Beschrijving
Praag is één van de oudste metropolen van Europa. De bijnaam “de Gouden Stad” heeft het te danken aan de goudkleurige koepels op de honderden torens die de stad rijk is.
Vanaf de hooggelegen, majestueuze burcht “Hradcany” heeft men een prachtig uitzicht op het oude stadsgedeelte. Men ziet de brede, traag stromende Moldau met de vele bruggen waaronder de Karelsbrug met zijn gotische bogen. In het centrum is het een wirwar van kleine straatjes. De tram is hier het ideale vervoermiddel waarbij men steeds schijnt uit te komen op het grote Wenceslasplein.
Hier is de invloed van het westen en de val van het ijzeren gordijn overduidelijk aanwezig in de vorm van schreeuwende lichtreclames en trendy winkels.

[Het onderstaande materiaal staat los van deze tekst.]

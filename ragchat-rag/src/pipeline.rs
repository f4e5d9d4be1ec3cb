//! RAG pipeline orchestrator.
//!
//! The [`RagPipeline`] coordinates the ingest-and-retrieve workflow by
//! composing an [`EmbeddingProvider`], a [`VectorStore`] and a [`Chunker`]
//! around one named collection.
//!
//! # Example
//!
//! ```rust,ignore
//! use ragchat_rag::{RagPipeline, RagConfig, LanceVectorStore};
//!
//! let pipeline = RagPipeline::builder()
//!     .config(RagConfig::default())
//!     .embedding_provider(Arc::new(my_embedder))
//!     .vector_store(Arc::new(LanceVectorStore::open("data/processed/vector_db")))
//!     .collection("rag_collection")
//!     .build()?;
//!
//! pipeline.ingest_documents(&documents, true).await?;
//! let results = pipeline.retrieve("search query").await?;
//! ```

use std::sync::Arc;

use serde::Serialize;
use tracing::{error, info, warn};

use crate::chunking::{Chunker, RecursiveChunker, split_documents};
use crate::config::RagConfig;
use crate::document::{Chunk, Document, SearchResult};
use crate::embedding::EmbeddingProvider;
use crate::error::{RagError, Result};
use crate::vectorstore::{CollectionSpec, VectorStore};

/// Collection used when none is configured.
pub const DEFAULT_COLLECTION: &str = "rag_collection";

/// Outcome of an ingestion run.
#[derive(Debug, Clone, PartialEq, Eq, Serialize)]
pub struct IngestReport {
    /// Collection written to.
    pub collection: String,
    /// Documents that were split.
    pub document_count: usize,
    /// Chunks embedded and stored.
    pub chunk_count: usize,
    /// Whether the store was wiped first.
    pub reset: bool,
}

/// Errors the caller can act on pass through untouched; everything else is
/// wrapped with `context`.
fn wrap(context: String, e: RagError) -> RagError {
    match e {
        RagError::StoreNotFound { .. }
        | RagError::DimensionMismatch { .. }
        | RagError::ConfigError(_) => e,
        other => RagError::PipelineError(format!("{context}: {other}")),
    }
}

/// The RAG pipeline orchestrator.
///
/// Coordinates index building (embed → store) and retrieval
/// (embed → search → filter). Construct one via [`RagPipeline::builder()`].
pub struct RagPipeline {
    config: RagConfig,
    embedding_provider: Arc<dyn EmbeddingProvider>,
    vector_store: Arc<dyn VectorStore>,
    chunker: Arc<dyn Chunker>,
    collection: String,
}

impl RagPipeline {
    /// Create a new [`RagPipelineBuilder`].
    pub fn builder() -> RagPipelineBuilder {
        RagPipelineBuilder::default()
    }

    /// Return a reference to the pipeline configuration.
    pub fn config(&self) -> &RagConfig {
        &self.config
    }

    /// Return a reference to the embedding provider.
    pub fn embedding_provider(&self) -> &Arc<dyn EmbeddingProvider> {
        &self.embedding_provider
    }

    /// Return a reference to the vector store.
    pub fn vector_store(&self) -> &Arc<dyn VectorStore> {
        &self.vector_store
    }

    /// Name of the collection this pipeline reads and writes.
    pub fn collection(&self) -> &str {
        &self.collection
    }

    fn not_found(&self) -> RagError {
        RagError::StoreNotFound {
            location: format!(
                "{} (collection '{}')",
                self.vector_store.location(),
                self.collection
            ),
        }
    }

    fn spec(&self) -> CollectionSpec {
        CollectionSpec::new(
            &self.collection,
            self.embedding_provider.dimensions(),
            self.embedding_provider.model_name(),
        )
    }

    /// Check that an index exists and was built with this pipeline's
    /// embedding model.
    ///
    /// # Errors
    ///
    /// Returns [`RagError::StoreNotFound`] if nothing has been ingested, or
    /// a mismatch error if the index must be rebuilt.
    pub async fn ensure_index(&self) -> Result<CollectionSpec> {
        let existing = self
            .vector_store
            .collection(&self.collection)
            .await
            .map_err(|e| wrap(format!("failed to open collection '{}'", self.collection), e))?
            .ok_or_else(|| self.not_found())?;
        existing.ensure_compatible(&self.spec())?;
        Ok(existing)
    }

    /// Number of chunks currently stored.
    pub async fn count(&self) -> Result<usize> {
        self.vector_store.count(&self.collection).await
    }

    /// Split documents with the configured chunker, then build the index.
    ///
    /// See [`build_index`](Self::build_index) for the meaning of `reset`.
    pub async fn ingest_documents(
        &self,
        documents: &[Document],
        reset: bool,
    ) -> Result<IngestReport> {
        let chunks = split_documents(self.chunker.as_ref(), documents);
        info!(document_count = documents.len(), chunk_count = chunks.len(), "split documents");
        let mut report = self.build_index(chunks, reset).await?;
        report.document_count = documents.len();
        Ok(report)
    }

    /// Embed `chunks` and store them in the collection.
    ///
    /// With `reset`, every existing collection and its persisted data is
    /// destroyed first, so the index afterwards holds exactly `chunks`.
    /// Without it, chunks are upserted by id into any existing index.
    /// An empty `chunks` is logged and otherwise does nothing.
    ///
    /// Every chunk is embedded before the store is touched, so a failed
    /// embedding call leaves the previous index as it was. If storing fails
    /// after a reset, the half-built collection is dropped again.
    ///
    /// # Errors
    ///
    /// Returns [`RagError::PipelineError`] if embedding or storage fails.
    pub async fn build_index(&self, mut chunks: Vec<Chunk>, reset: bool) -> Result<IngestReport> {
        self.embed_chunks(&mut chunks).await?;

        if reset {
            self.vector_store.clear().await.map_err(|e| {
                error!(error = %e, "failed to reset vector store");
                wrap("failed to reset vector store".to_string(), e)
            })?;
            info!(location = %self.vector_store.location(), "reset vector store");
        }

        let mut report = IngestReport {
            collection: self.collection.clone(),
            document_count: 0,
            chunk_count: 0,
            reset,
        };
        if chunks.is_empty() {
            warn!("no chunks to ingest");
            return Ok(report);
        }

        let existed = self.vector_store.collection_exists(&self.collection).await.map_err(|e| {
            wrap(format!("failed to open collection '{}'", self.collection), e)
        })?;
        if let Err(e) = self.store_chunks(&chunks).await {
            if !existed {
                if let Err(cleanup) = self.vector_store.delete_collection(&self.collection).await {
                    warn!(error = %cleanup, "failed to drop partially built collection");
                }
            }
            return Err(e);
        }

        report.chunk_count = chunks.len();
        info!(collection = %self.collection, chunk_count = report.chunk_count, "built index");
        Ok(report)
    }

    async fn embed_chunks(&self, chunks: &mut [Chunk]) -> Result<()> {
        for batch in chunks.chunks_mut(self.config.embed_batch_size) {
            let texts: Vec<&str> = batch.iter().map(|c| c.text.as_str()).collect();
            let embeddings = self.embedding_provider.embed_batch(&texts).await.map_err(|e| {
                error!(error = %e, "embedding failed during ingestion");
                wrap("embedding failed".to_string(), e)
            })?;
            if embeddings.len() != batch.len() {
                return Err(RagError::PipelineError(format!(
                    "embedding provider returned {} vectors for {} chunks",
                    embeddings.len(),
                    batch.len()
                )));
            }
            for (chunk, embedding) in batch.iter_mut().zip(embeddings) {
                chunk.embedding = embedding;
            }
        }
        Ok(())
    }

    async fn store_chunks(&self, chunks: &[Chunk]) -> Result<()> {
        self.vector_store.create_collection(&self.spec()).await.map_err(|e| {
            error!(collection = %self.collection, error = %e, "failed to create collection");
            wrap(format!("failed to create collection '{}'", self.collection), e)
        })?;
        self.vector_store.upsert(&self.collection, chunks).await.map_err(|e| {
            error!(collection = %self.collection, error = %e, "upsert failed during ingestion");
            wrap(format!("upsert failed for collection '{}'", self.collection), e)
        })
    }

    /// Retrieve the configured `top_k` chunks nearest to `query`.
    pub async fn retrieve(&self, query: &str) -> Result<Vec<SearchResult>> {
        self.retrieve_k(query, self.config.top_k).await
    }

    /// Retrieve the `k` chunks nearest to `query`, nearest first.
    ///
    /// Results below the configured `similarity_threshold`, if any, are
    /// dropped.
    ///
    /// # Errors
    ///
    /// Returns [`RagError::StoreNotFound`] if no index exists, or
    /// [`RagError::PipelineError`] if embedding or search fails.
    pub async fn retrieve_k(&self, query: &str, k: usize) -> Result<Vec<SearchResult>> {
        self.ensure_index().await?;

        let query_embedding = self.embedding_provider.embed(query).await.map_err(|e| {
            error!(error = %e, "embedding failed during query");
            wrap("query embedding failed".to_string(), e)
        })?;

        let results =
            self.vector_store.search(&self.collection, &query_embedding, k).await.map_err(|e| {
                error!(collection = %self.collection, error = %e, "vector store search failed");
                wrap(format!("search failed in collection '{}'", self.collection), e)
            })?;

        let results: Vec<SearchResult> = match self.config.similarity_threshold {
            Some(threshold) => results.into_iter().filter(|r| r.score >= threshold).collect(),
            None => results,
        };

        info!(result_count = results.len(), "retrieval completed");
        Ok(results)
    }
}

/// Builder for constructing a [`RagPipeline`].
///
/// `embedding_provider` and `vector_store` are required. The config defaults
/// to [`RagConfig::default()`], the chunker to a [`RecursiveChunker`] sized
/// by the config, and the collection to [`DEFAULT_COLLECTION`].
#[derive(Default)]
pub struct RagPipelineBuilder {
    config: Option<RagConfig>,
    embedding_provider: Option<Arc<dyn EmbeddingProvider>>,
    vector_store: Option<Arc<dyn VectorStore>>,
    chunker: Option<Arc<dyn Chunker>>,
    collection: Option<String>,
}

impl RagPipelineBuilder {
    /// Set the pipeline configuration.
    pub fn config(mut self, config: RagConfig) -> Self {
        self.config = Some(config);
        self
    }

    /// Set the embedding provider.
    pub fn embedding_provider(mut self, provider: Arc<dyn EmbeddingProvider>) -> Self {
        self.embedding_provider = Some(provider);
        self
    }

    /// Set the vector store backend.
    pub fn vector_store(mut self, store: Arc<dyn VectorStore>) -> Self {
        self.vector_store = Some(store);
        self
    }

    /// Use `chunker` instead of the config-sized [`RecursiveChunker`].
    pub fn chunker(mut self, chunker: Arc<dyn Chunker>) -> Self {
        self.chunker = Some(chunker);
        self
    }

    /// Set the collection name.
    pub fn collection(mut self, name: impl Into<String>) -> Self {
        self.collection = Some(name.into());
        self
    }

    /// Build the [`RagPipeline`], validating the config and the required
    /// fields.
    ///
    /// # Errors
    ///
    /// Returns [`RagError::ConfigError`] if the config is invalid, a required
    /// field is missing or the collection name is empty.
    pub fn build(self) -> Result<RagPipeline> {
        let config = self.config.unwrap_or_default();
        config.validate()?;
        let embedding_provider = self
            .embedding_provider
            .ok_or_else(|| RagError::ConfigError("embedding_provider is required".to_string()))?;
        let vector_store = self
            .vector_store
            .ok_or_else(|| RagError::ConfigError("vector_store is required".to_string()))?;
        let chunker = self.chunker.unwrap_or_else(|| {
            Arc::new(RecursiveChunker::new(config.chunk_size, config.chunk_overlap))
        });
        let collection = self.collection.unwrap_or_else(|| DEFAULT_COLLECTION.to_string());
        if collection.trim().is_empty() {
            return Err(RagError::ConfigError("collection name must not be empty".to_string()));
        }

        Ok(RagPipeline {
            config,
            embedding_provider,
            vector_store,
            chunker,
            collection,
        })
    }
}
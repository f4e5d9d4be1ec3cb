//! Volatile vector store for tests and throwaway sessions.
//!
//! Holds every collection in process memory behind a `tokio::sync::RwLock`.
//! Same contract as the on-disk store, minus persistence.

use std::collections::HashMap;

use async_trait::async_trait;
use tokio::sync::RwLock;

use crate::document::{Chunk, SearchResult};
use crate::error::{RagError, Result};
use crate::vectorstore::{CollectionSpec, VectorStore, rank};

#[derive(Debug)]
struct Collection {
    spec: CollectionSpec,
    chunks: HashMap<String, Chunk>,
}

/// A [`VectorStore`] that forgets everything when dropped.
///
/// # Example
///
/// ```rust,ignore
/// use ragchat_rag::{CollectionSpec, InMemoryVectorStore, VectorStore};
///
/// let store = InMemoryVectorStore::new();
/// store.create_collection(&CollectionSpec::new("docs", 384, "mock")).await?;
/// ```
#[derive(Debug, Default)]
pub struct InMemoryVectorStore {
    collections: RwLock<HashMap<String, Collection>>,
}

impl InMemoryVectorStore {
    /// Create a new empty in-memory vector store.
    pub fn new() -> Self {
        Self::default()
    }
}

fn missing(collection: &str) -> RagError {
    RagError::StoreNotFound { location: format!("memory (collection '{collection}')") }
}

#[async_trait]
impl VectorStore for InMemoryVectorStore {
    fn location(&self) -> String {
        "memory".to_string()
    }

    async fn create_collection(&self, spec: &CollectionSpec) -> Result<()> {
        let mut collections = self.collections.write().await;
        if let Some(existing) = collections.get(&spec.name) {
            return existing.spec.ensure_compatible(spec);
        }
        collections
            .insert(spec.name.clone(), Collection { spec: spec.clone(), chunks: HashMap::new() });
        Ok(())
    }

    async fn delete_collection(&self, name: &str) -> Result<()> {
        let mut collections = self.collections.write().await;
        collections.remove(name);
        Ok(())
    }

    async fn collection(&self, name: &str) -> Result<Option<CollectionSpec>> {
        let collections = self.collections.read().await;
        Ok(collections.get(name).map(|c| c.spec.clone()))
    }

    async fn clear(&self) -> Result<()> {
        self.collections.write().await.clear();
        Ok(())
    }

    async fn upsert(&self, collection: &str, chunks: &[Chunk]) -> Result<()> {
        let mut collections = self.collections.write().await;
        let store = collections.get_mut(collection).ok_or_else(|| missing(collection))?;
        for chunk in chunks {
            store.spec.ensure_dimensions(&chunk.embedding)?;
        }
        for chunk in chunks {
            store.chunks.insert(chunk.id.clone(), chunk.clone());
        }
        Ok(())
    }

    async fn delete(&self, collection: &str, ids: &[&str]) -> Result<()> {
        let mut collections = self.collections.write().await;
        let store = collections.get_mut(collection).ok_or_else(|| missing(collection))?;
        for id in ids {
            store.chunks.remove(*id);
        }
        Ok(())
    }

    async fn count(&self, collection: &str) -> Result<usize> {
        let collections = self.collections.read().await;
        let store = collections.get(collection).ok_or_else(|| missing(collection))?;
        Ok(store.chunks.len())
    }

    async fn search(
        &self,
        collection: &str,
        embedding: &[f32],
        top_k: usize,
    ) -> Result<Vec<SearchResult>> {
        let collections = self.collections.read().await;
        let store = collections.get(collection).ok_or_else(|| missing(collection))?;
        store.spec.ensure_dimensions(embedding)?;
        Ok(rank(store.chunks.values(), embedding, top_k))
    }
}
//! LanceDB-backed persistent vector store.
//!
//! Each collection is a LanceDB table under the store's root directory. The
//! table schema carries the collection header: the vector column's fixed
//! size is the dimensionality, and the schema metadata records the embedding
//! model and creation time. Upserts go through `merge_insert` keyed on `id`;
//! search is LanceDB's cosine nearest-neighbour query.
//!
//! # Example
//!
//! ```rust,ignore
//! use ragchat_rag::{CollectionSpec, LanceVectorStore, VectorStore};
//!
//! let store = LanceVectorStore::open("data/processed/vector_db");
//! store.create_collection(&CollectionSpec::new("docs", 1536, "text-embedding-3-small")).await?;
//! store.upsert("docs", &chunks).await?;
//! ```

use std::collections::{HashMap, HashSet};
use std::fmt;
use std::path::{Path, PathBuf};
use std::sync::Arc;

use arrow_array::types::Float32Type;
use arrow_array::{
    Array, ArrayRef, FixedSizeListArray, Float32Array, RecordBatch, RecordBatchIterator,
    StringArray,
};
use arrow_schema::{DataType, Field, Schema, SchemaRef};
use async_trait::async_trait;
use chrono::Utc;
use futures::TryStreamExt;
use lancedb::query::{ExecutableQuery, QueryBase};
use lancedb::{Connection, DistanceType, Table};
use tokio::sync::OnceCell;
use tracing::{debug, info};

use crate::document::{Chunk, SearchResult};
use crate::error::{RagError, Result};
use crate::vectorstore::{CollectionSpec, VectorStore};

const BACKEND: &str = "lancedb";

const EMBEDDING_MODEL_KEY: &str = "ragchat.embedding_model";
const CREATED_AT_KEY: &str = "ragchat.created_at";

const ID_COL: &str = "id";
const DOCUMENT_ID_COL: &str = "document_id";
const TEXT_COL: &str = "text";
const METADATA_COL: &str = "metadata";
const VECTOR_COL: &str = "vector";
const DISTANCE_COL: &str = "_distance";

fn lance_error(e: lancedb::Error) -> RagError {
    RagError::VectorStoreError { backend: BACKEND.to_string(), message: e.to_string() }
}

fn store_error(message: impl Into<String>) -> RagError {
    RagError::VectorStoreError { backend: BACKEND.to_string(), message: message.into() }
}

fn fields(dimensions: i32) -> Vec<Field> {
    vec![
        Field::new(ID_COL, DataType::Utf8, false),
        Field::new(DOCUMENT_ID_COL, DataType::Utf8, false),
        Field::new(TEXT_COL, DataType::Utf8, false),
        Field::new(METADATA_COL, DataType::Utf8, false),
        Field::new(
            VECTOR_COL,
            DataType::FixedSizeList(
                Arc::new(Field::new("item", DataType::Float32, true)),
                dimensions,
            ),
            false,
        ),
    ]
}

fn dimensions_of(spec: &CollectionSpec) -> Result<i32> {
    i32::try_from(spec.dimensions).map_err(|_| {
        RagError::ConfigError(format!("{} dimensions do not fit a vector column", spec.dimensions))
    })
}

/// Schema for a new table, with the collection header in its metadata.
fn table_schema(spec: &CollectionSpec) -> Result<SchemaRef> {
    let metadata = HashMap::from([
        (EMBEDDING_MODEL_KEY.to_string(), spec.embedding_model.clone()),
        (CREATED_AT_KEY.to_string(), Utc::now().to_rfc3339()),
    ]);
    Ok(Arc::new(Schema::new_with_metadata(fields(dimensions_of(spec)?), metadata)))
}

/// Read the collection header back from a table's schema.
async fn spec_of(name: &str, table: &Table) -> Result<CollectionSpec> {
    let schema = table.schema().await.map_err(lance_error)?;
    let field = schema
        .field_with_name(VECTOR_COL)
        .map_err(|e| store_error(format!("table '{name}' has no vector column: {e}")))?;
    let dimensions = match field.data_type() {
        DataType::FixedSizeList(_, size) => usize::try_from(*size).unwrap_or_default(),
        other => {
            return Err(store_error(format!("table '{name}' has a {other} vector column")));
        }
    };
    let embedding_model = schema.metadata().get(EMBEDDING_MODEL_KEY).cloned().unwrap_or_default();
    Ok(CollectionSpec::new(name, dimensions, embedding_model))
}

fn to_record_batch(chunks: &[&Chunk], dimensions: i32) -> Result<RecordBatch> {
    let metadata = chunks
        .iter()
        .map(|c| serde_json::to_string(&c.metadata))
        .collect::<std::result::Result<Vec<_>, _>>()
        .map_err(|e| store_error(format!("failed to encode chunk metadata: {e}")))?;
    let vectors = FixedSizeListArray::from_iter_primitive::<Float32Type, _, _>(
        chunks.iter().map(|c| Some(c.embedding.iter().copied().map(Some).collect::<Vec<_>>())),
        dimensions,
    );

    let ids = StringArray::from_iter_values(chunks.iter().map(|c| c.id.as_str()));
    let document_ids = StringArray::from_iter_values(chunks.iter().map(|c| c.document_id.as_str()));
    let texts = StringArray::from_iter_values(chunks.iter().map(|c| c.text.as_str()));

    RecordBatch::try_new(
        Arc::new(Schema::new(fields(dimensions))),
        vec![
            Arc::new(ids) as ArrayRef,
            Arc::new(document_ids) as ArrayRef,
            Arc::new(texts) as ArrayRef,
            Arc::new(StringArray::from(metadata)) as ArrayRef,
            Arc::new(vectors) as ArrayRef,
        ],
    )
    .map_err(|e| store_error(format!("failed to build record batch: {e}")))
}

fn string_col<'a>(batch: &'a RecordBatch, name: &str) -> Result<&'a StringArray> {
    batch
        .column_by_name(name)
        .ok_or_else(|| store_error(format!("missing {name} column")))?
        .as_any()
        .downcast_ref::<StringArray>()
        .ok_or_else(|| store_error(format!("{name} column has wrong type")))
}

fn float_col<'a>(batch: &'a RecordBatch, name: &str) -> Result<&'a Float32Array> {
    batch
        .column_by_name(name)
        .ok_or_else(|| store_error(format!("missing {name} column")))?
        .as_any()
        .downcast_ref::<Float32Array>()
        .ok_or_else(|| store_error(format!("{name} column has wrong type")))
}

/// Turn one batch of nearest-neighbour rows back into scored chunks.
fn read_results(batch: &RecordBatch) -> Result<Vec<SearchResult>> {
    let ids = string_col(batch, ID_COL)?;
    let document_ids = string_col(batch, DOCUMENT_ID_COL)?;
    let texts = string_col(batch, TEXT_COL)?;
    let metadata_json = string_col(batch, METADATA_COL)?;
    let distances = float_col(batch, DISTANCE_COL)?;
    let vectors = batch
        .column_by_name(VECTOR_COL)
        .and_then(|col| col.as_any().downcast_ref::<FixedSizeListArray>())
        .ok_or_else(|| store_error("missing vector column"))?;

    let mut results = Vec::with_capacity(batch.num_rows());
    for i in 0..batch.num_rows() {
        let embedding = vectors
            .value(i)
            .as_any()
            .downcast_ref::<Float32Array>()
            .map(|v| v.values().to_vec())
            .unwrap_or_default();
        let metadata = serde_json::from_str(metadata_json.value(i))
            .map_err(|e| store_error(format!("corrupt metadata for '{}': {e}", ids.value(i))))?;
        results.push(SearchResult {
            chunk: Chunk {
                id: ids.value(i).to_string(),
                text: texts.value(i).to_string(),
                embedding,
                metadata,
                document_id: document_ids.value(i).to_string(),
            },
            // Cosine distance is 1 - similarity.
            score: 1.0 - distances.value(i),
        });
    }
    Ok(results)
}

/// A [`VectorStore`] persisted as LanceDB tables under a root directory.
pub struct LanceVectorStore {
    root: PathBuf,
    connection: OnceCell<Connection>,
}

impl fmt::Debug for LanceVectorStore {
    fn fmt(&self, f: &mut fmt::Formatter<'_>) -> fmt::Result {
        f.debug_struct("LanceVectorStore")
            .field("root", &self.root)
            .field("connected", &self.connection.initialized())
            .finish()
    }
}

impl LanceVectorStore {
    /// Open a store rooted at `root`. Nothing touches the disk until the
    /// first write, so opening a store that was never built is cheap.
    pub fn open(root: impl Into<PathBuf>) -> Self {
        Self { root: root.into(), connection: OnceCell::new() }
    }

    /// The directory holding the LanceDB tables.
    pub fn root(&self) -> &Path {
        &self.root
    }

    fn check_name(name: &str) -> Result<()> {
        let valid = !name.is_empty()
            && !name.starts_with('.')
            && name.chars().all(|c| c.is_ascii_alphanumeric() || matches!(c, '_' | '-' | '.'));
        if valid {
            Ok(())
        } else {
            Err(RagError::ConfigError(format!(
                "invalid collection name '{name}': use letters, digits, '-', '_' or '.'"
            )))
        }
    }

    fn not_found(&self, name: &str) -> RagError {
        RagError::StoreNotFound {
            location: format!("{} (collection '{name}')", self.root.display()),
        }
    }

    /// The database connection. With `create` unset, a root directory that
    /// does not exist yet yields `None` instead of being created.
    async fn connect(&self, create: bool) -> Result<Option<&Connection>> {
        if let Some(connection) = self.connection.get() {
            return Ok(Some(connection));
        }
        if !create && !tokio::fs::try_exists(&self.root).await? {
            return Ok(None);
        }
        tokio::fs::create_dir_all(&self.root).await?;
        let uri = self.root.to_string_lossy().to_string();
        let connection = self
            .connection
            .get_or_try_init(|| async {
                info!(uri = %uri, "connecting to LanceDB");
                lancedb::connect(&uri).execute().await.map_err(lance_error)
            })
            .await?;
        Ok(Some(connection))
    }

    async fn has_table(connection: &Connection, name: &str) -> Result<bool> {
        let names = connection.table_names().execute().await.map_err(lance_error)?;
        Ok(names.iter().any(|n| n == name))
    }

    /// Open `name`, or `None` if the store or the table does not exist.
    async fn table(&self, name: &str) -> Result<Option<Table>> {
        Self::check_name(name)?;
        let Some(connection) = self.connect(false).await? else {
            return Ok(None);
        };
        if !Self::has_table(connection, name).await? {
            return Ok(None);
        }
        let table = connection.open_table(name).execute().await.map_err(lance_error)?;
        Ok(Some(table))
    }

    async fn existing_table(&self, name: &str) -> Result<Table> {
        self.table(name).await?.ok_or_else(|| self.not_found(name))
    }
}

#[async_trait]
impl VectorStore for LanceVectorStore {
    fn location(&self) -> String {
        self.root.display().to_string()
    }

    async fn create_collection(&self, spec: &CollectionSpec) -> Result<()> {
        if let Some(table) = self.table(&spec.name).await? {
            return spec_of(&spec.name, &table).await?.ensure_compatible(spec);
        }
        let schema = table_schema(spec)?;
        let connection = self
            .connect(true)
            .await?
            .ok_or_else(|| store_error(format!("cannot open {}", self.root.display())))?;
        connection.create_empty_table(&spec.name, schema).execute().await.map_err(lance_error)?;
        info!(collection = %spec.name, dimensions = spec.dimensions, "created collection");
        Ok(())
    }

    async fn delete_collection(&self, name: &str) -> Result<()> {
        Self::check_name(name)?;
        let Some(connection) = self.connect(false).await? else {
            return Ok(());
        };
        if Self::has_table(connection, name).await? {
            connection.drop_table(name, &[]).await.map_err(lance_error)?;
            info!(collection = name, "dropped collection");
        }
        Ok(())
    }

    async fn collection(&self, name: &str) -> Result<Option<CollectionSpec>> {
        match self.table(name).await? {
            Some(table) => Ok(Some(spec_of(name, &table).await?)),
            None => Ok(None),
        }
    }

    async fn clear(&self) -> Result<()> {
        let Some(connection) = self.connect(false).await? else {
            return Ok(());
        };
        let names = connection.table_names().execute().await.map_err(lance_error)?;
        for name in &names {
            connection.drop_table(name, &[]).await.map_err(lance_error)?;
        }
        info!(root = %self.root.display(), dropped = names.len(), "cleared vector store");
        Ok(())
    }

    async fn upsert(&self, collection: &str, chunks: &[Chunk]) -> Result<()> {
        let table = self.existing_table(collection).await?;
        let spec = spec_of(collection, &table).await?;
        for chunk in chunks {
            spec.ensure_dimensions(&chunk.embedding)?;
        }

        // merge_insert rejects a source with repeated keys; the last one wins.
        let mut seen = HashSet::new();
        let mut unique: Vec<&Chunk> =
            chunks.iter().rev().filter(|c| seen.insert(c.id.clone())).collect();
        if unique.is_empty() {
            return Ok(());
        }
        unique.reverse();

        let batch = to_record_batch(&unique, dimensions_of(&spec)?)?;
        let schema = batch.schema();
        let reader = RecordBatchIterator::new(vec![Ok(batch)], schema);

        let mut merge = table.merge_insert(&[ID_COL]);
        merge.when_matched_update_all(None).when_not_matched_insert_all();
        merge.execute(Box::new(reader)).await.map_err(lance_error)?;
        debug!(collection, chunk_count = unique.len(), "upserted chunks");
        Ok(())
    }

    async fn delete(&self, collection: &str, ids: &[&str]) -> Result<()> {
        let table = self.existing_table(collection).await?;
        if ids.is_empty() {
            return Ok(());
        }
        let quoted: Vec<String> =
            ids.iter().map(|id| format!("'{}'", id.replace('\'', "''"))).collect();
        let predicate = format!("{ID_COL} IN ({})", quoted.join(", "));
        table.delete(&predicate).await.map_err(lance_error)?;
        debug!(collection, id_count = ids.len(), "deleted chunks");
        Ok(())
    }

    async fn count(&self, collection: &str) -> Result<usize> {
        let table = self.existing_table(collection).await?;
        table.count_rows(None).await.map_err(lance_error)
    }

    async fn search(
        &self,
        collection: &str,
        embedding: &[f32],
        top_k: usize,
    ) -> Result<Vec<SearchResult>> {
        let table = self.existing_table(collection).await?;
        spec_of(collection, &table).await?.ensure_dimensions(embedding)?;
        if top_k == 0 || table.count_rows(None).await.map_err(lance_error)? == 0 {
            return Ok(Vec::new());
        }

        let mut stream = table
            .vector_search(embedding.to_vec())
            .map_err(lance_error)?
            .distance_type(DistanceType::Cosine)
            .limit(top_k)
            .execute()
            .await
            .map_err(lance_error)?;

        let mut results = Vec::new();
        while let Some(batch) = stream.try_next().await.map_err(lance_error)? {
            results.extend(read_results(&batch)?);
        }
        results.sort_by(|a, b| {
            b.score
                .partial_cmp(&a.score)
                .unwrap_or(std::cmp::Ordering::Equal)
                .then_with(|| a.chunk.id.cmp(&b.chunk.id))
        });
        results.truncate(top_k);
        Ok(results)
    }
}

Ondanks deze invloeden en het massatoerisme heeft Praag haar authentieke sfeer voor het grootste deel weten te behouden.
Een van de vele andere namen van Praag is ‘De Stad van de Klokken’. Dit kan worden gehoord in heel het stuk, uitgebeeld door de buisklokken.
Het stuk bestaat uit drie bewegingen (langzaam-snel-langzaam) en werd geschreven in een rhapsodisch formaat.
In deze compositie geeft de componist de indrukken van een tweetal bezoeken aan Praag weer.
Het is meer een sfeerbeeld van de stad en zijn bewoners dan een beschrijving van de belangrijkste bezienswaardigheden.
Verplicht werk minirepertorium 2e divisie harmonie.